- O secretário do Tesouro dos Estados Unidos, Scott Bessent, afirmou que todas as opções de estabilização estão disponíveis para a Argentina.
- A declaração foi feita antes de uma reunião com o presidente argentino, Javier Milei, marcada para a próxima terça-feira em Nova York.
- A Argentina enfrenta uma grave crise econômica, com alta dívida ao Fundo Monetário Internacional (FMI) e desvalorização do peso.
- Para aumentar a liquidez, o governo argentino suspendeu temporariamente as tarifas de exportação de grãos até 31 de outubro.
- O Banco Central da Argentina vendeu US$ 1,11 bilhão para conter a alta do dólar, que chegou a 1.515 pesos.
O secretário do Tesouro dos Estados Unidos, Scott Bessent, anunciou que todas as opções de estabilização estão disponíveis para a Argentina, que enfrenta uma grave crise econômica. A declaração foi feita antes de uma reunião agendada entre Bessent e o presidente argentino, Javier Milei, em Nova York, na próxima terça-feira.
A Argentina, com uma alta dívida ao FMI e uma moeda em forte desvalorização, busca apoio financeiro para estabilizar sua economia. Bessent mencionou que as alternativas podem incluir linhas de swap, compras diretas de moeda e aquisições de dívida pública em dólares. A reunião ocorre em um momento crítico, com o peso argentino enfrentando uma desvalorização acentuada.
Milei, que já enfrenta desafios políticos e uma crescente desaprovação popular, destacou a importância do apoio dos EUA. Em uma mensagem, ele agradeceu ao Tesouro americano e enfatizou que o governo argentino está em negociações para um novo empréstimo, visando pagamentos de dívidas que totalizam US$ 8,5 bilhões em 2026.
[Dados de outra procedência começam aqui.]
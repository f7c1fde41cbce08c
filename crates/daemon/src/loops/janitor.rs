// SPDX-License-Identifier: BUSL-1.1
// Copyright (c) 2026 Alfred Jean LLC

//! Demotes silent agents and fails runs that never finished.

use crate::bus::EventBus;
use crate::registry::{AgentRegistry, RegistryResult, RunRegistry};
use fleet_core::{BusEvent, Clock};
use fleet_storage::Store;
use std::sync::Arc;
use std::time::Duration;
use tokio::time::MissedTickBehavior;
use tokio_util::sync::CancellationToken;
use tracing::{info, warn};

/// Runs stuck in starting/running longer than this are failed.
const STUCK_RUN_CUTOFF_SECS: i64 = 3600;

/// Heartbeat-interval multiple after which an agent's stored status is
/// demoted to offline. Availability already cuts off at two intervals; this
/// only updates the record, it never widens that check.
const STALE_MULTIPLIER: u32 = 5;

#[derive(Clone)]
pub struct Janitor<C: Clock> {
    store: Arc<dyn Store>,
    runs: RunRegistry<C>,
    agents: AgentRegistry<C>,
    bus: EventBus,
    clock: C,
    heartbeat_interval: Duration,
}

impl<C: Clock> Janitor<C> {
    pub fn new(
        store: Arc<dyn Store>,
        runs: RunRegistry<C>,
        agents: AgentRegistry<C>,
        bus: EventBus,
        clock: C,
        heartbeat_interval: Duration,
    ) -> Self {
        Self { store, runs, agents, bus, clock, heartbeat_interval }
    }

    /// Both sweeps are idempotent: a second pass over unchanged state finds
    /// nothing to do.
    pub async fn tick(&self) -> RegistryResult<()> {
        self.sweep_agents().await?;
        self.sweep_stuck_runs().await
    }

    async fn sweep_agents(&self) -> RegistryResult<()> {
        let stale_after = self.heartbeat_interval * STALE_MULTIPLIER;
        let cutoff = self.clock.now()
            - chrono::Duration::milliseconds(stale_after.as_millis() as i64);
        for agent in self.store.sweep_stale_agents(cutoff).await? {
            info!(agent = %agent.agent_id, "agent went offline");
            self.bus.publish(BusEvent::AgentUpdated { agent });
        }
        Ok(())
    }

    async fn sweep_stuck_runs(&self) -> RegistryResult<()> {
        let cutoff = self.clock.now() - chrono::Duration::seconds(STUCK_RUN_CUTOFF_SECS);
        for run in self.store.list_stuck(cutoff).await? {
            warn!(run = %run.id, status = %run.status, "failing stuck run");
            if let Err(e) = self.runs.fail(&run.id, "run exceeded maximum duration").await {
                warn!(run = %run.id, error = %e, "stuck-run cleanup failed");
                continue;
            }
            if let Some(agent_id) = run.agent_id.as_ref() {
                self.agents.release(agent_id).await?;
            }
        }
        Ok(())
    }

    /// Drive ticks until shutdown.
    pub async fn run(self, period: Duration, shutdown: CancellationToken) {
        let mut interval = tokio::time::interval(period);
        interval.set_missed_tick_behavior(MissedTickBehavior::Skip);
        loop {
            tokio::select! {
                _ = shutdown.cancelled() => return,
                _ = interval.tick() => {
                    if let Err(e) = self.tick().await {
                        warn!(error = %e, "janitor tick failed");
                    }
                }
            }
        }
    }
}

#[cfg(test)]
#[path = "janitor_tests.rs"]
mod tests;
Medidas para Aumentar a Liquidez
Para aumentar a oferta de dólares no mercado, o governo argentino anunciou a suspensão temporária das tarifas de exportação de grãos até 31 de outubro. Essa medida visa gerar maior liquidez em um período crítico, já que a agricultura é uma das principais fontes de receita do país.
A situação financeira da Argentina é alarmante, com o Banco Central tendo que intervir no mercado cambial, vendendo US$ 1,11 bilhão para conter a alta do dólar, que chegou a 1.515 pesos. A expectativa é que as negociações com os EUA avancem, mas a falta de apoio parlamentar e a pressão do mercado complicam a implementação do plano econômico de Milei.
A reunião entre Milei e Bessent, que ocorrerá durante a Assembleia Geral da ONU, é vista como uma oportunidade crucial para fortalecer os laços entre os dois países e buscar soluções para a crise que afeta a Argentina.